A Merseyside chief constable made a comment last week, apparently unaware this is the exact upside-down policing, the exact two-tier policing, the public are protesting about. They said, ‘What I would say to those people who think they have gotten away with being involved in disorder, we are coming for you. We have hours of social media and closed circuit TV footage. I have officers working around the clock to identify you. We know who you are and we know where you live and where you work.’

Why is this relevant to Australia? Because our law enforcement have been equipped with the powers to do exactly the same thing. The Identity Verification Services Act together with the Digital ID Act, which Labor minister Katy Gallagher passed through the parliament this year, allows law enforcement to obtain the image of any person anywhere any time from traffic cameras, security cameras, closed circuit TV and main roads, even in supermarkets.

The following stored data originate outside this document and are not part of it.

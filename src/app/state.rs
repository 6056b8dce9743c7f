use hashbrown::HashMap;
use sweep_fade::FadeController;
use sweep_input::GestureRecognizer;
use sweep_pool::{ChunkSlotPool, SlotId};

use super::backend::{RenderBackend, Transport};
use crate::camera::Camera;
use crate::config::EngineConfig;
use crate::event::EventQueue;
use crate::tileset::Tileset;
use crate::viewport::ViewportSync;

/// Chunk under a press, pinned to the slot generation seen at press time.
#[derive(Clone, Copy, Debug, PartialEq, Eq)]
pub struct TapTarget {
    pub slot: SlotId,
    pub generation: u64,
}

pub struct App<B, T> {
    pub cfg: EngineConfig,
    pub queue: EventQueue,
    pub camera: Camera,
    pub pool: ChunkSlotPool,
    pub fades: FadeController<SlotId>,
    pub gestures: GestureRecognizer<TapTarget>,
    pub viewport: ViewportSync,
    pub tileset: Tileset,
    pub backend: B,
    pub transport: T,
    pub stats: FrameStats,
    pub(crate) now_ms: u64,
    pub(crate) pivot: Option<(i64, i64)>,
    // Slot generation last pushed to the backend, by slot index.
    pub(crate) synced_generation: Vec<Option<u64>>,
    pub(crate) evt_processed_by: HashMap<&'static str, usize>,
}

#[derive(Default, Debug, Clone)]
pub struct FrameStats {
    pub frames: u64,
    pub actions_applied: usize,
    pub actions_rejected: usize,
    pub taps_dropped: usize,
    pub messages_sent: usize,
    pub events_processed: usize,
    pub slot_uploads: usize,
}

impl<B: RenderBackend, T: Transport> App<B, T> {
    pub fn new(cfg: EngineConfig, tileset: Tileset, mut backend: B, transport: T) -> Self {
        let pool = ChunkSlotPool::new(cfg.partition_size, cfg.pool_soft_cap);
        log::info!(
            target: "events",
            "engine: {}px tiles, {}x{} partitions, report every {}px",
            cfg.tile_px(),
            cfg.partition_size,
            cfg.partition_size,
            cfg.report_threshold_px()
        );
        backend.load_atlas(tileset.rects());
        Self {
            camera: Camera::new(cfg.report_threshold_px()),
            fades: FadeController::new(cfg.fade()),
            gestures: GestureRecognizer::new(cfg.gesture()),
            queue: EventQueue::new(),
            pool,
            viewport: ViewportSync::new(),
            tileset,
            backend,
            transport,
            stats: FrameStats::default(),
            now_ms: 0,
            pivot: None,
            synced_generation: Vec::new(),
            evt_processed_by: HashMap::new(),
            cfg,
        }
    }

    /// Processed event counts by label, most frequent first.
    pub fn events_by_label(&self) -> Vec<(&'static str, usize)> {
        let mut rows: Vec<_> = self.evt_processed_by.iter().map(|(k, v)| (*k, *v)).collect();
        rows.sort_by(|a, b| b.1.cmp(&a.1).then(a.0.cmp(b.0)));
        rows
    }
}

All this with a spurious ‘suspected of a crime’ justification. It then allows law enforcement to go through the video, one frame at a time, to extract a photo of each attendee and run them through the national identity database, which currently contains data on 17 million Australians. Our police will indeed know your name; address; where you work, live and visit, and, once fully implemented, the system will be able to locate you from traffic cameras, payment scanners in shops and public transport touchpads in real time.

Welcome to your digital prison. One Nation warned you directly, loudly and often. During the next manufactured social and medical crisis, there’s no doubt our law enforcement will commit the same abuse of civil rights as we see happening in the UK right now. One Nation believes human rights should not be made subservient to the greed and hubris of those who would stamp on the face of their fellow citizens in the acquisition of wealth and power or, perversely, in the name of social justice. Measures to facilitate this censorship and destruction of human rights are winding our society back to the time of Milton, 380 years ago. The irony is this is the same Left who accused One Nation of wanting to wind the clock back!

As a closing remark, let me make it clear there’s no excuse for violence on either side of a protest. Equally, the actions of a few do not justify the removal of rights from the many. The actions of the few do not justify the removal of rights from the many. Human rights are universal, part of being human, inherent in each and all of us from birth.